* _TASK DESCRIPTION_
Print verbatim the lines of the entries from the one containing "pub mod environment;" to the last, inclusive, and no others.

━━━━━━━━

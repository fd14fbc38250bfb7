//! Competition episode engine and tree-search solution agent.
//!
//! An [`environment::Environment`] runs candidate solution scripts against a
//! competition dataset, scores their submissions and keeps the episode
//! history. A [`search::SearchController`] drives that environment, growing a
//! journal of attempts by drafting, debugging and improving code.
//!
//! - **[`core`]**: Pure, deterministic logic (types, ranking, history
//!   summaries, the journal and the action policy). No I/O.
//! - **[`io`]**: Side-effecting operations (config, filesystem, child
//!   processes, scoring, prompts, code generation).
//!
//! [`episode`] wires both together for the `dojo run` command.

pub mod core;
pub mod environment;
pub mod episode;
pub mod exit_codes;
pub mod io;
pub mod logging;
pub mod search;
#[cfg(any(test, feature = "test-support"))]
pub mod test_support;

━━━━━━━━

* _TASK RESULT_
pub mod environment;
pub mod episode;
pub mod exit_codes;
pub mod io;
pub mod logging;
pub mod search;
#[cfg(any(test, feature = "test-support"))]
pub mod test_support;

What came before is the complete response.